Eine alte Frau und ein junger Mann - da musste ich gleich an Harold und Maude denken, an einen Film, der mich schon in jungen Jahren sehr begeistert hat. Der Vergleich trifft es auch - so glaube ich - ganz gut, obwohl es in "Ich komme mit" nicht um eine Liebesgeschichte zwischen alt und jung, sondern um eine Art Seelenverwandtschaft geht, allerdings um eine, die sich erst schleichend einstellt.

Denn Vita und Lazar, genannt Lazy, kennen sich schon seit Ewigkeiten - also soweit etwas, an das sich ein 21jähriger erinnern kann, als ewig bezeichnet werden kann. Denn genau so alt ist Lazy. Vita geht so langsam auf die 75 zu, ist also fast dreieinhalb mal so alt, ihr Sohn Morris - ehemals Moritz -, der ins ferne Australien ausgewandert ist, könnte locker Lazys Vater sein. Sie kennt Lazy aus dessen Kindheit, als er schon einmal im Haus wohnte - nun ist er zurückgezogen, hat die Wohnung von seinem verstorbenen Vater geerbt.

Damals mochte Vita Lazy nicht und er hatte sich in Bezug auf ihre Person überhaupt keine Meinung gebildet. Nun findet eine zunächst zögerliche Annäherung in einer Krisensituation statt: Lazy ist nämlich sehr, sehr krank, viel zu krank für einen jungen Mann seines Alters. Und Vita hat das Gefühl, endlich gebraucht zu werden und mehr als das. Sie kümmert sich um Lazy, doch sie werden auch bald zu Vertrauten, zu solchen, die sich alles erzählen. Und alles verkraften, was sie vom anderen zu hören bekommen.
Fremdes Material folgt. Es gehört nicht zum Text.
//! Serialized form of a composition.

use std::path::{Path, PathBuf};

use serde::{Deserialize, Serialize};
use thiserror::Error;

use crate::constants::COMPOSITION_FORMAT_VERSION;
use crate::layer::{Layer, LayerId, ValidationError, find_layer, validate_layers};
use crate::session::{EditorSession, SessionError};

#[derive(Debug, Error)]
pub enum PersistenceError {
    #[error("failed to access {path:?}: {source}")]
    Io {
        path: PathBuf,
        #[source]
        source: std::io::Error,
    },
    #[error("malformed composition: {0}")]
    Json(#[from] serde_json::Error),
    #[error("unsupported composition version {0}")]
    UnsupportedVersion(u32),
    #[error("invalid composition: {0}")]
    Invalid(#[from] ValidationError),
    #[error("selected layer '{0}' is not part of the composition")]
    UnknownSelection(LayerId),
    #[error(transparent)]
    Session(#[from] SessionError),
}

#[derive(Debug, Clone, Copy, PartialEq, Serialize, Deserialize)]
pub struct CanvasSize {
    pub width: f64,
    pub height: f64,
}

/// A layer collection plus selection as written to disk
#[derive(Debug, Clone, PartialEq, Serialize, Deserialize)]
#[serde(rename_all = "camelCase")]
pub struct SavedComposition {
    pub version: u32,
    pub canvas: CanvasSize,
    pub layers: Vec<Layer>,
    #[serde(default)]
    pub selected_layer_id: Option<LayerId>,
}

impl SavedComposition {
    pub fn new(canvas: (f64, f64), layers: Vec<Layer>, selected_layer_id: Option<LayerId>) -> Self {
        Self {
            version: COMPOSITION_FORMAT_VERSION,
            canvas: CanvasSize {
                width: canvas.0,
                height: canvas.1,
            },
            layers,
            selected_layer_id,
        }
    }

    /// Snapshot of the live session state
    pub fn from_session(session: &EditorSession) -> Self {
        Self::new(
            session.canvas(),
            session.layers().to_vec(),
            session.selected().map(str::to_string),
        )
    }

    pub fn to_json(&self) -> Result<String, PersistenceError> {
        Ok(serde_json::to_string_pretty(self)?)
    }

    /// Parse and check the structural invariants of a saved composition
    pub fn from_json(json: &str) -> Result<Self, PersistenceError> {
        let composition: Self = serde_json::from_str(json)?;
        composition.validate()?;
        Ok(composition)
    }

    pub fn validate(&self) -> Result<(), PersistenceError> {
        if self.version == 0 || self.version > COMPOSITION_FORMAT_VERSION {
            return Err(PersistenceError::UnsupportedVersion(self.version));
        }
        validate_layers(&self.layers)?;
        if let Some(id) = &self.selected_layer_id
            && find_layer(&self.layers, id).is_none()
        {
            return Err(PersistenceError::UnknownSelection(id.clone()));
        }
        Ok(())
    }

    pub fn save_to_path(&self, path: &Path) -> Result<(), PersistenceError> {
        let json = self.to_json()?;
        std::fs::write(path, json).map_err(|source| PersistenceError::Io {
            path: path.to_path_buf(),
            source,
        })
    }

    pub fn load_from_path(path: &Path) -> Result<Self, PersistenceError> {
        let json = std::fs::read_to_string(path).map_err(|source| PersistenceError::Io {
            path: path.to_path_buf(),
            source,
        })?;
        Self::from_json(&json)
    }

    /// Replace the session's composition with this one
    pub fn apply_to(self, session: &mut EditorSession) -> Result<(), PersistenceError> {
        self.validate()?;
        session.set_canvas(self.canvas.width, self.canvas.height);
        session.load(self.layers, self.selected_layer_id)?;
        Ok(())
    }
}
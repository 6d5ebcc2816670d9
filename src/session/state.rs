//! The live composition owned by one editing session.

use bevy::prelude::*;
use thiserror::Error;

use crate::constants::{DEFAULT_CANVAS_HEIGHT, DEFAULT_CANVAS_WIDTH, DUPLICATE_OFFSET};
use crate::history::{HistoryEngine, HistoryEntry, HistoryError};
use crate::layer::{
    ImageFilters, Layer, LayerBase, LayerId, LayerKind, find_layer, find_layer_mut, next_z_index,
    normalize_z_indices, paint_order, validate_layers,
};

/// Why a session edit was refused. The live collection is unchanged in every case.
#[derive(Debug, Clone, PartialEq, Error)]
pub enum SessionError {
    #[error("no layer with id '{0}'")]
    LayerNotFound(LayerId),
    #[error("layer '{0}' is locked")]
    Locked(LayerId),
    #[error("layer '{id}' is not a {expected} layer")]
    WrongKind { id: LayerId, expected: &'static str },
    #[error("opacity must be a number, got {0}")]
    InvalidOpacity(f64),
    #[error("edit changed the id of layer '{0}'")]
    IdentityChanged(LayerId),
    #[error(transparent)]
    Rejected(#[from] HistoryError),
}

/// Where to move a layer in the stacking order
#[derive(Debug, Clone, Copy, PartialEq, Eq)]
pub enum ReorderDirection {
    /// One step up
    Forward,
    /// One step down
    Backward,
    /// Above every other layer
    Front,
    /// Below every other layer
    Back,
}

/// Live layers, selection and canvas of the open composition, plus its history.
///
/// Every edit runs against a copy of the live state and is only adopted once
/// the history engine accepts it, so a rejected edit leaves nothing behind.
/// Edits that change nothing are not recorded.
#[derive(Resource, Debug, Clone)]
pub struct EditorSession {
    layers: Vec<Layer>,
    selected: Option<LayerId>,
    canvas: (f64, f64),
    history: HistoryEngine,
}

impl Default for EditorSession {
    fn default() -> Self {
        Self::new((DEFAULT_CANVAS_WIDTH, DEFAULT_CANVAS_HEIGHT))
    }
}

impl EditorSession {
    pub fn new(canvas: (f64, f64)) -> Self {
        Self {
            layers: Vec::new(),
            selected: None,
            canvas,
            history: HistoryEngine::default(),
        }
    }

    pub fn with_max_history(mut self, max_entries: Option<usize>) -> Self {
        self.history.set_max_entries(max_entries);
        self
    }

    pub fn set_max_history(&mut self, max_entries: Option<usize>) {
        self.history.set_max_entries(max_entries);
    }

    pub fn layers(&self) -> &[Layer] {
        &self.layers
    }

    pub fn layer(&self, id: &str) -> Option<&Layer> {
        find_layer(&self.layers, id)
    }

    /// Layers bottom to top
    pub fn paint_order(&self) -> Vec<&Layer> {
        paint_order(&self.layers)
    }

    pub fn selected(&self) -> Option<&str> {
        self.selected.as_deref()
    }

    pub fn selected_layer(&self) -> Option<&Layer> {
        self.selected.as_deref().and_then(|id| self.layer(id))
    }

    pub fn canvas(&self) -> (f64, f64) {
        self.canvas
    }

    pub fn set_canvas(&mut self, width: f64, height: f64) {
        self.canvas = (width, height);
    }

    pub fn history(&self) -> &HistoryEngine {
        &self.history
    }

    /// Add `layer` on top of the stack and select it.
    ///
    /// Background images go to the bottom of the stack instead.
    pub fn add_layer(&mut self, mut layer: Layer) -> Result<(), SessionError> {
        let is_background = layer.as_image().is_some_and(|image| image.is_background());
        self.apply(move |layers, selected| {
            if is_background {
                let lowest = layers.iter().map(Layer::z_index).min().unwrap_or(0);
                layer.base_mut().z_index = lowest.saturating_sub(1);
            } else {
                layer.base_mut().z_index = next_z_index(layers);
            }
            *selected = Some(layer.id().to_string());
            layers.push(layer);
            if is_background {
                normalize_z_indices(layers);
            }
            Ok(())
        })
    }

    /// Apply an arbitrary edit to one layer. The edit must keep the layer's id.
    pub fn update_layer(
        &mut self,
        id: &str,
        edit: impl FnOnce(&mut Layer),
    ) -> Result<(), SessionError> {
        self.apply(|layers, _| {
            let layer = lookup_mut(layers, id)?;
            edit(layer);
            if layer.id() != id {
                return Err(SessionError::IdentityChanged(id.to_string()));
            }
            Ok(())
        })
    }

    pub fn move_layer(&mut self, id: &str, x: f64, y: f64) -> Result<(), SessionError> {
        self.transform(id, |base| {
            base.x = x;
            base.y = y;
        })
    }

    /// Negative sizes are rejected by history validation.
    pub fn resize_layer(&mut self, id: &str, width: f64, height: f64) -> Result<(), SessionError> {
        self.transform(id, |base| {
            base.width = width;
            base.height = height;
        })
    }

    pub fn rotate_layer(&mut self, id: &str, degrees: f64) -> Result<(), SessionError> {
        self.transform(id, |base| base.rotation = degrees)
    }

    pub fn set_text(&mut self, id: &str, text: impl Into<String>) -> Result<(), SessionError> {
        let text = text.into();
        self.apply(|layers, _| {
            let layer = lookup_mut(layers, id)?;
            let Some(text_layer) = layer.as_text_mut() else {
                return Err(wrong_kind(id, LayerKind::Text));
            };
            text_layer.text = text;
            Ok(())
        })
    }

    /// Values outside 0.0..=1.0 are clamped.
    pub fn set_opacity(&mut self, id: &str, opacity: f64) -> Result<(), SessionError> {
        if opacity.is_nan() {
            return Err(SessionError::InvalidOpacity(opacity));
        }
        self.apply(|layers, _| {
            lookup_mut(layers, id)?.base_mut().opacity = Some(opacity.clamp(0.0, 1.0));
            Ok(())
        })
    }

    /// `None` removes every adjustment.
    pub fn set_filters(
        &mut self,
        id: &str,
        filters: Option<ImageFilters>,
    ) -> Result<(), SessionError> {
        self.apply(|layers, _| {
            let layer = lookup_mut(layers, id)?;
            let Some(image) = layer.as_image_mut() else {
                return Err(wrong_kind(id, LayerKind::Image));
            };
            image.filters = filters;
            Ok(())
        })
    }

    /// Remove a layer, clearing the selection if it pointed at it.
    pub fn delete_layer(&mut self, id: &str) -> Result<(), SessionError> {
        self.apply(|layers, selected| {
            let index = layers
                .iter()
                .position(|layer| layer.id() == id)
                .ok_or_else(|| SessionError::LayerNotFound(id.to_string()))?;
            layers.remove(index);
            if selected.as_deref() == Some(id) {
                *selected = None;
            }
            normalize_z_indices(layers);
            Ok(())
        })
    }

    /// Copy a layer under a fresh id, offset slightly and placed on top.
    /// The copy becomes the selection. Returns the new id.
    pub fn duplicate_layer(&mut self, id: &str) -> Result<LayerId, SessionError> {
        let source = self
            .layer(id)
            .ok_or_else(|| SessionError::LayerNotFound(id.to_string()))?;
        let mut copy = source.duplicate();
        let base = copy.base_mut();
        base.x += DUPLICATE_OFFSET;
        base.y += DUPLICATE_OFFSET;
        base.locked = false;
        let new_id = copy.id().to_string();
        let selection = new_id.clone();

        self.apply(move |layers, selected| {
            copy.base_mut().z_index = next_z_index(layers);
            layers.push(copy);
            *selected = Some(selection);
            Ok(())
        })?;
        Ok(new_id)
    }

    /// Move a layer in the stacking order. Stacking indices end up dense (0..n).
    pub fn reorder_layer(
        &mut self,
        id: &str,
        direction: ReorderDirection,
    ) -> Result<(), SessionError> {
        self.apply(|layers, _| {
            normalize_z_indices(layers);
            let top = layers.len() as i32 - 1;
            let current = find_layer(layers, id)
                .ok_or_else(|| SessionError::LayerNotFound(id.to_string()))?
                .z_index();
            let target = match direction {
                ReorderDirection::Forward => (current + 1).min(top),
                ReorderDirection::Backward => (current - 1).max(0),
                ReorderDirection::Front => top,
                ReorderDirection::Back => 0,
            };

            for layer in layers.iter_mut() {
                let z = layer.z_index();
                let shifted = if layer.id() == id {
                    target
                } else if current < target && z > current && z <= target {
                    z - 1
                } else if target < current && z >= target && z < current {
                    z + 1
                } else {
                    z
                };
                layer.base_mut().z_index = shifted;
            }
            Ok(())
        })
    }

    /// Change the selection. Selection changes are recorded in history.
    pub fn select(&mut self, id: Option<&str>) -> Result<(), SessionError> {
        if let Some(id) = id
            && self.layer(id).is_none()
        {
            return Err(SessionError::LayerNotFound(id.to_string()));
        }
        self.apply(|_, selected| {
            *selected = id.map(str::to_string);
            Ok(())
        })
    }

    /// Restore the previous snapshot. Returns false when there is nothing to undo.
    pub fn undo(&mut self) -> bool {
        let Some(entry) = self.history.undo() else {
            return false;
        };
        let (layers, selected) = snapshot_of(entry);
        self.restore(layers, selected);
        true
    }

    /// Restore the next snapshot. Returns false when there is nothing to redo.
    pub fn redo(&mut self) -> bool {
        let Some(entry) = self.history.redo() else {
            return false;
        };
        let (layers, selected) = snapshot_of(entry);
        self.restore(layers, selected);
        true
    }

    /// Restore the snapshot at `index`. Returns false for an out of range index.
    pub fn jump_to(&mut self, index: usize) -> bool {
        let Some(entry) = self.history.jump_to(index) else {
            return false;
        };
        let (layers, selected) = snapshot_of(entry);
        self.restore(layers, selected);
        true
    }

    /// Replace the whole composition and start a fresh history from it.
    ///
    /// A selection that does not name a loaded layer is dropped.
    pub fn load(
        &mut self,
        layers: Vec<Layer>,
        selected: Option<LayerId>,
    ) -> Result<(), SessionError> {
        validate_layers(&layers).map_err(HistoryError::from)?;
        let selected = selected.filter(|id| {
            let known = find_layer(&layers, id).is_some();
            if !known {
                warn!("Dropping selection of unknown layer '{}'", id);
            }
            known
        });
        self.history.reset(&layers, selected.as_deref());
        self.layers = layers;
        self.selected = selected;
        info!("Loaded composition with {} layers", self.layers.len());
        Ok(())
    }

    fn transform(
        &mut self,
        id: &str,
        edit: impl FnOnce(&mut LayerBase),
    ) -> Result<(), SessionError> {
        self.apply(|layers, _| {
            let layer = lookup_mut(layers, id)?;
            if layer.base().locked {
                return Err(SessionError::Locked(id.to_string()));
            }
            edit(layer.base_mut());
            Ok(())
        })
    }

    /// Run `edit` on a copy of the live state and commit the result.
    fn apply<F>(&mut self, edit: F) -> Result<(), SessionError>
    where
        F: FnOnce(&mut Vec<Layer>, &mut Option<LayerId>) -> Result<(), SessionError>,
    {
        let mut layers = self.layers.clone();
        let mut selected = self.selected.clone();
        edit(&mut layers, &mut selected)?;

        if layers == self.layers && selected == self.selected {
            debug!("Edit left the composition unchanged");
            return Ok(());
        }

        let entry = self.history.commit(&layers, selected.as_deref())?;
        info!("{}", entry.label());
        self.layers = layers;
        self.selected = selected;
        Ok(())
    }

    fn restore(&mut self, layers: Vec<Layer>, selected: Option<LayerId>) {
        self.layers = layers;
        self.selected = selected;
        debug!(
            "Restored snapshot {}/{}",
            self.history.cursor() + 1,
            self.history.len()
        );
    }
}

fn lookup_mut<'a>(layers: &'a mut [Layer], id: &str) -> Result<&'a mut Layer, SessionError> {
    find_layer_mut(layers, id).ok_or_else(|| SessionError::LayerNotFound(id.to_string()))
}

fn wrong_kind(id: &str, expected: LayerKind) -> SessionError {
    SessionError::WrongKind {
        id: id.to_string(),
        expected: expected.as_str(),
    }
}

fn snapshot_of(entry: &HistoryEntry) -> (Vec<Layer>, Option<LayerId>) {
    (entry.layers().to_vec(), entry.selected().map(str::to_string))
}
Was nicht immer unbedingt einfach ist.

Aber es schweißt sie zusammen - so sehr, dass sie sich auf eine gemeinsame Reise begeben. Obwohl das definitiv unvernünftig ist!

Ein wunderschönes Buch mit tollen Sequenzen und manchmal schönen Sätzen - so dachte ich zunächst. Aber ab der Mitte ging etwas durch, verlor der Roman aus meiner Sicht seine Kraft, die zunächst sich daraus resultierende Botschaft verpuffte irgendwie. Ich hatte ein bisschen das Gefühl, dass die Autorin - selbst schon im gesegneteren Alter - einfach etwas Freches, Lockeres, Unerwartetes schreiben wollte. Was ihr auch gelungen ist - aber nicht so, dass es mich bis zum Schluss beeindrucken konnte!